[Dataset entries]
◆ ◆ ◆ ◆ ◆ ◆ ◆
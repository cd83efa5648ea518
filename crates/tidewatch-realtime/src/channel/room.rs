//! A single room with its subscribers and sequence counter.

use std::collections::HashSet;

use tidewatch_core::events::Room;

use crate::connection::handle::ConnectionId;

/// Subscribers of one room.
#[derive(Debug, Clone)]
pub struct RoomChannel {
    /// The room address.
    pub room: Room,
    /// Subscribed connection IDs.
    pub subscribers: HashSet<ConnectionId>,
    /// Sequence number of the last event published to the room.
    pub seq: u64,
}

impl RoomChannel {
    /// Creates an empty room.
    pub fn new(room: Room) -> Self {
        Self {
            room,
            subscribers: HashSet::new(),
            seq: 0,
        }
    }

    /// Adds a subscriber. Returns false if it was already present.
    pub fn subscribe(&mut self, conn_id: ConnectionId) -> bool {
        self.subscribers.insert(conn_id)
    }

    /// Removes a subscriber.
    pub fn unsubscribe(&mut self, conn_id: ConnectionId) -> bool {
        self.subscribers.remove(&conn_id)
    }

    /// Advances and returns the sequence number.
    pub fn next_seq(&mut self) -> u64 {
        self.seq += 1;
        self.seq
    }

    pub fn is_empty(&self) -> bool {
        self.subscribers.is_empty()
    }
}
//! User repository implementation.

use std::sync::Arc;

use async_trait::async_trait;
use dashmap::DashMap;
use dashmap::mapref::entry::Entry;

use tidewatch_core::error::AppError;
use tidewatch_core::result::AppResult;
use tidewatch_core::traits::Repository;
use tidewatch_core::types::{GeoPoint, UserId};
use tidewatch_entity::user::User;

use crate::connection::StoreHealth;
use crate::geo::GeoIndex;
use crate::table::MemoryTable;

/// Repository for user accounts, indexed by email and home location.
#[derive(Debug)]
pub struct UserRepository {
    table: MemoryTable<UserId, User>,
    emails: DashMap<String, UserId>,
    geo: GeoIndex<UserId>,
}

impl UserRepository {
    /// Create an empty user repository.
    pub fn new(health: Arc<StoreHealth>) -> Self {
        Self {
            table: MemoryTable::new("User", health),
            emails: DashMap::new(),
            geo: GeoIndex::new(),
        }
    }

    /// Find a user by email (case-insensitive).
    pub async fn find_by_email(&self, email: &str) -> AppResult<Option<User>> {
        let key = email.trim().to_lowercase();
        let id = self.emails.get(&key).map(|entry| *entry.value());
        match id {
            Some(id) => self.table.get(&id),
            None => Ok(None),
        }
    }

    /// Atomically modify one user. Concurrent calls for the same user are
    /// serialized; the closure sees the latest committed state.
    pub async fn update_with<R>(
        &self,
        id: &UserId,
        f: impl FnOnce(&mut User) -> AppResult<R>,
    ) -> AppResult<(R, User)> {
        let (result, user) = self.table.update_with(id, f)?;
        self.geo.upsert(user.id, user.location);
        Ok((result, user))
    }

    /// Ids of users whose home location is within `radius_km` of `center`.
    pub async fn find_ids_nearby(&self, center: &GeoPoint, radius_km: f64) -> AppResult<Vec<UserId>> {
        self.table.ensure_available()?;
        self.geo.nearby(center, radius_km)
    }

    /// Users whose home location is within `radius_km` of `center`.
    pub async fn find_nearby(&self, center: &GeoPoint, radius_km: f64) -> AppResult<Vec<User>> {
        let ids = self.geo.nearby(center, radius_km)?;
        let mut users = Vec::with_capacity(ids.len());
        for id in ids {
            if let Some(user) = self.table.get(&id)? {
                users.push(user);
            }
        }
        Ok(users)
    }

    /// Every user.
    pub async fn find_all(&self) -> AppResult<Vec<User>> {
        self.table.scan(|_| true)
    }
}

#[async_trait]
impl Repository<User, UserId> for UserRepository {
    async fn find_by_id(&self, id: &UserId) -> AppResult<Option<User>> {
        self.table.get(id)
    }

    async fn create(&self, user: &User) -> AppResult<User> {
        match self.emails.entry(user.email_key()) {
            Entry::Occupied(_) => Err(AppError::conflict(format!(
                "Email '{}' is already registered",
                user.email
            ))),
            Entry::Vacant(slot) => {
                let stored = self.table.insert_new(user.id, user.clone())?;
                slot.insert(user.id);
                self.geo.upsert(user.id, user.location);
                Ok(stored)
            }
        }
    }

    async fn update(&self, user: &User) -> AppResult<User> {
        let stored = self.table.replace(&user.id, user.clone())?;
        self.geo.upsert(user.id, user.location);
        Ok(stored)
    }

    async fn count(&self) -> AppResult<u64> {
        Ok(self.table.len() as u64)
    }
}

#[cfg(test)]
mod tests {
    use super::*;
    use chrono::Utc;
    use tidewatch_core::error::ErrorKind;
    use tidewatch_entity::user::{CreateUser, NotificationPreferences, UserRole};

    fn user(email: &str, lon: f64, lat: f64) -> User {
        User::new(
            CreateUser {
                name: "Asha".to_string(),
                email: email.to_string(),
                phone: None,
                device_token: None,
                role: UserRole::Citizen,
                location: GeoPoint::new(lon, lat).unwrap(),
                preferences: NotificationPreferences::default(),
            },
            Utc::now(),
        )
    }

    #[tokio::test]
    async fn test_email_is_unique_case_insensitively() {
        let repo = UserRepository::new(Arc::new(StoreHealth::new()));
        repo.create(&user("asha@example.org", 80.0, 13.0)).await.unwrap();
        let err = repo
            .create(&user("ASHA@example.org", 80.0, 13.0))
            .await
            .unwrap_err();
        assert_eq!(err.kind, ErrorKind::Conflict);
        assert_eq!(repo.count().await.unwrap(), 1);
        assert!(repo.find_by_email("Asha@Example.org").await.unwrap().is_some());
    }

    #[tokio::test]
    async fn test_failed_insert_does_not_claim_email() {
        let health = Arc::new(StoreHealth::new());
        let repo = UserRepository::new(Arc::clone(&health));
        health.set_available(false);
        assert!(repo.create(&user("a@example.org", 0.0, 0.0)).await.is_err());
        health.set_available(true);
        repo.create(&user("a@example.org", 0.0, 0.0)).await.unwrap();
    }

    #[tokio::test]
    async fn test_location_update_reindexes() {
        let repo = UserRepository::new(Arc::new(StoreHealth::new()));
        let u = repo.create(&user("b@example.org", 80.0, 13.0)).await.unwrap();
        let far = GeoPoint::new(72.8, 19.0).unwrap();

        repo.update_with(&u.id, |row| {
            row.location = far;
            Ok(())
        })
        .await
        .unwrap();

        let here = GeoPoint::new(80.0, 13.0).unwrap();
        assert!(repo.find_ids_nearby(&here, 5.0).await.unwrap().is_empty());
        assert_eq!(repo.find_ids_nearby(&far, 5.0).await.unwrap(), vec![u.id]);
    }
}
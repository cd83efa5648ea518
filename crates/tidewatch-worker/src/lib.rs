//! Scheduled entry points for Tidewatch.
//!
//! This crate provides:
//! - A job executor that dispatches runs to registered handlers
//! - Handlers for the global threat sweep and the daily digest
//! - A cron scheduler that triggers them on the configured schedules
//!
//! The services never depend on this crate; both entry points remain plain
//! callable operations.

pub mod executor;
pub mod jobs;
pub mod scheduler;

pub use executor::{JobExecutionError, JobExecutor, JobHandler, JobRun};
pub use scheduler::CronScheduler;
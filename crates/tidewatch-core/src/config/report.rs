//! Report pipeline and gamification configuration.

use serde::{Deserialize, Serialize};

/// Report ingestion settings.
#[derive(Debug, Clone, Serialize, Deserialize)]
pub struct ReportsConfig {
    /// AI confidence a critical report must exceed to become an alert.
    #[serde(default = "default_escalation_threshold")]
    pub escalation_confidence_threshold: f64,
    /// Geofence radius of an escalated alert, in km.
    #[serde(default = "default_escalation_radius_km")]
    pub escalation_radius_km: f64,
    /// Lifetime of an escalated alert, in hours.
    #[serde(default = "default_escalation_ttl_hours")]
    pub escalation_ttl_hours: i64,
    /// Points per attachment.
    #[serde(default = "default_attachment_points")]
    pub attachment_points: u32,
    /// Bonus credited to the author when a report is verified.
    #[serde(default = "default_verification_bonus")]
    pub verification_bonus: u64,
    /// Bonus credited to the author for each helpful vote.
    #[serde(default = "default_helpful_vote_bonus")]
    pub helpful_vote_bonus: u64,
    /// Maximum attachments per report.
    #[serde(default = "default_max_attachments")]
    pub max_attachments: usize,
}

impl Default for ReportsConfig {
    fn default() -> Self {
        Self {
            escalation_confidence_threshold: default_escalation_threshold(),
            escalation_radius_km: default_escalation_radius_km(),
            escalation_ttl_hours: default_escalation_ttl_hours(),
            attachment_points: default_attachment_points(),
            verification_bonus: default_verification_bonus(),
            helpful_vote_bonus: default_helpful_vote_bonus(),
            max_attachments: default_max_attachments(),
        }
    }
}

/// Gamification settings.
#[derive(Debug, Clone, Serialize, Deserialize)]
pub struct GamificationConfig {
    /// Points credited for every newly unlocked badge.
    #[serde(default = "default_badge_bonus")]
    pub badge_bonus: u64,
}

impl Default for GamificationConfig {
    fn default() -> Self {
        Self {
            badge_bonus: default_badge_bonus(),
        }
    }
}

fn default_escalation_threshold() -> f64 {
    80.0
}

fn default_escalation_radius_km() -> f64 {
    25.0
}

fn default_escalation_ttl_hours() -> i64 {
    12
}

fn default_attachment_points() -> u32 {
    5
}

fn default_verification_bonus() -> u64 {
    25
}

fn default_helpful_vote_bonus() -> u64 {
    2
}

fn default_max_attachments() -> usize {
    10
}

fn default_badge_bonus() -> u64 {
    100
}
◆ ◆ ◆ ◆ ◆ ◆ ◆
**Brief:** What is needed is an exact repetition of the lines from the first line of the records through the line containing "Subscribed connection IDs.", both ends included, and nothing more.

**Written reply:**
repository cd83efa5648ea518
filename crates/tidewatch-realtime/src/channel/room.rs
//! A single room with its subscribers and sequence counter.

use std::collections::HashSet;

use tidewatch_core::events::Room;

use crate::connection::handle::ConnectionId;

/// Subscribers of one room.
#[derive(Debug, Clone)]
pub struct RoomChannel {
    /// The room address.
    pub room: Room,
    /// Subscribed connection IDs.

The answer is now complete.